10 Reasons Helping Professionals Like Educators Are Natural Leaders—Whether They Know It or Not
It’s been a long-held assumption in
the U.S. workplace that you’re either a service-oriented professional or a
business-minded professional—either a “do-gooder” dedicated to social causes or
someone more interested in earning a good living as you climb the corporate
ladder. I don’t buy into that assumption, not only because my own career
trajectory disproves it, but because some of the most talented and effectual
leaders I’ve seen have started out as boots-on-the-ground helping professionals
who later took their particular aptitudes and abilities and applied them to the
highest tiers of leadership in the organizations they serve.
In the case of educators, the “highest-tier” positions would include school principals, district superintendents, university deans and presidents, chief academic officers, state Department of Education heads, and, heck—why not?—even the U.S. Secretary of Education. Teachers are uniquely suited to ascend to such roles because they have inherent traits that equip them to adeptly manage the tasks and functions leadership positions in educational institutions demand and they possess a skillset that comes naturally to them and is only reinforced by their on-the-job training and experience.
But the thing is, teachers don’t always see this potential in themselves—they’re so devoted to their students that they often don’t believe their qualities and competencies qualify them to advance … and advance high, if they want to. But they do have this capacity, they are wonderfully qualified to lead both people and systems. If you’re an educator, here are 10 reasons why you were born to lead.
#1: You’re a Natural
Most teachers will tell you they knew what they wanted to be when they grew up since early childhood. It’s like they came out of the womb with the necessary helper’s mentality that translates seamlessly to servant leadership. You are already compassionate in your treatment of people, you already know how to forge through their struggles, you display fairness and practice equality in your classroom every day. And you’re an uncommonly good communicator, able to break down barriers to understanding and explain things in accessible terms. That’s what a leader does.

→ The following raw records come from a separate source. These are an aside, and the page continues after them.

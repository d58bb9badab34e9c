//! Constant table (`CTAB`) embedded in a comment unit.
//!
//! Offsets inside the table are relative to the first byte after the `CTAB` fourcc. Every read is
//! bounds-checked; malformed tables produce an error instead of partial data.

use thiserror::Error;

pub(crate) const CTAB_FOURCC: u32 = u32::from_le_bytes(*b"CTAB");

const HEADER_LEN: usize = 28;
const CONSTANT_INFO_LEN: usize = 20;

#[derive(Debug, Clone, Copy, PartialEq, Eq)]
pub enum RegisterSet {
    Bool,
    Int4,
    Float4,
    Sampler,
}

impl RegisterSet {
    fn from_raw(raw: u16) -> Option<Self> {
        Some(match raw {
            0 => RegisterSet::Bool,
            1 => RegisterSet::Int4,
            2 => RegisterSet::Float4,
            3 => RegisterSet::Sampler,
            _ => return None,
        })
    }
}

/// Named constant from the table.
#[derive(Debug, Clone, PartialEq, Eq)]
pub struct Symbol {
    pub name: String,
    pub register_set: RegisterSet,
    pub register_index: u32,
    pub register_count: u32,
}

#[derive(Debug, Clone, PartialEq, Eq, Error)]
pub enum CtabError {
    #[error("constant table: {0}")]
    OutOfBounds(String),
    #[error("constant table: header size {0} is not {HEADER_LEN}")]
    HeaderSize(u32),
    #[error("constant table: unknown register set {0}")]
    RegisterSet(u16),
    #[error("constant table: name at offset {0} is not valid UTF-8")]
    Name(usize),
}

/// Parses the bytes following the `CTAB` fourcc.
pub fn parse_ctab(table: &[u8]) -> Result<Vec<Symbol>, CtabError> {
    let size = read_u32_le(table, 0)?;
    if size as usize != HEADER_LEN {
        return Err(CtabError::HeaderSize(size));
    }
    let count = read_u32_le(table, 12)? as usize;
    let info_offset = read_u32_le(table, 16)? as usize;

    let needed = count
        .checked_mul(CONSTANT_INFO_LEN)
        .and_then(|n| n.checked_add(info_offset))
        .ok_or_else(|| CtabError::OutOfBounds("constant count overflows".to_owned()))?;
    if needed > table.len() {
        return Err(CtabError::OutOfBounds(format!(
            "{count} constants at {info_offset} need {needed} bytes, but table length is {}",
            table.len()
        )));
    }

    let mut symbols = Vec::with_capacity(count);
    for i in 0..count {
        let at = info_offset + i * CONSTANT_INFO_LEN;
        let name_offset = read_u32_le(table, at)? as usize;
        let set_raw = read_u16_le(table, at + 4)?;
        let register_set = RegisterSet::from_raw(set_raw).ok_or(CtabError::RegisterSet(set_raw))?;
        symbols.push(Symbol {
            name: read_cstr(table, name_offset)?,
            register_set,
            register_index: u32::from(read_u16_le(table, at + 6)?),
            register_count: u32::from(read_u16_le(table, at + 8)?),
        });
    }
    Ok(symbols)
}

fn read_u32_le(bytes: &[u8], offset: usize) -> Result<u32, CtabError> {
    let slice = read_bytes(bytes, offset, 4)?;
    Ok(u32::from_le_bytes([slice[0], slice[1], slice[2], slice[3]]))
}

fn read_u16_le(bytes: &[u8], offset: usize) -> Result<u16, CtabError> {
    let slice = read_bytes(bytes, offset, 2)?;
    Ok(u16::from_le_bytes([slice[0], slice[1]]))
}

fn read_bytes(bytes: &[u8], offset: usize, len: usize) -> Result<&[u8], CtabError> {
    let end = offset
        .checked_add(len)
        .ok_or_else(|| CtabError::OutOfBounds(format!("offset {offset} overflows")))?;
    bytes.get(offset..end).ok_or_else(|| {
        CtabError::OutOfBounds(format!(
            "need {len} bytes at {offset}..{end}, but table length is {}",
            bytes.len()
        ))
    })
}

fn read_cstr(bytes: &[u8], offset: usize) -> Result<String, CtabError> {
    let tail = bytes.get(offset..).ok_or_else(|| {
        CtabError::OutOfBounds(format!(
            "name offset {offset} is past table length {}",
            bytes.len()
        ))
    })?;
    let len = tail
        .iter()
        .position(|b| *b == 0)
        .ok_or_else(|| CtabError::OutOfBounds(format!("unterminated name at {offset}")))?;
    std::str::from_utf8(&tail[..len])
        .map(str::to_owned)
        .map_err(|_| CtabError::Name(offset))
}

#2: You’re Already Viewed This Way
You may see yourself as an educator, but others see you as a problem solver, a fixer, a mediator, and a bridge to comprehension. People come to you for advice, don’t they? Your colleagues confide in you and deem you dependable, I’ll bet. You don’t need to train yourself to be an active listener and a rational decision maker amid high tension because you evidence these abilities daily. You know how to calm, to mitigate, to guide—all essential to deft leadership.
#3: You Don’t Need an MBA
So many people get tripped up by the erroneous belief that they can’t run an organization without an advanced business degree. That’s simply not true. You can learn how to read a P&L statement, negotiate leases, or present to a board through books, online classes, a mentor. But you can’t learn passion or vision or a soul-deep desire to extend the good for the one into the good for the many. These qualities matter more to the vitality and vibrancy of an organization than a framed diploma on the wall.
#4: You Have Essential Training
Leading an organization requires knowing how that organization runs—what obstacles need to be hurdled and what gaps need to be filled to make progress. Both your formal education and your on-the-job training have provided you with tools you’ve learned to employ to make your workplace more functional. And by default, helpers embrace helping others, so you’re already conditioned to put the best interests of your students first. Leaders lead effectively by putting the interests of their people first.
#5: You Know to Defuse Crises & Formulate Plans
If there’s anyone who knows how to put out fires, it’s a classroom teacher of school-aged children. If there’s anyone who knows how to set an agenda—for a whole year at a time, no less!—it’s a teacher. There’s not much difference between an annual business plan and a class syllabus or curriculum; they’re both about enacting a long-term objective and then deescalating any challenges that get in the way of successful implementation. It’s all in a day’s work for an educator.
#6: You See the Whole Picture
A big part of being a skilled leader is being able to look beyond the individual issue (Jonah’s difficulty with a math problem) to the larger goal you’re working toward: educating an entire generation of people so they can have productive, rewarding futures. Because you can see the forest for the trees, you’re gifted with the perspective need to manage staffs, make policy, and improve communities. Your macrovision trumps your microvision even during trying times.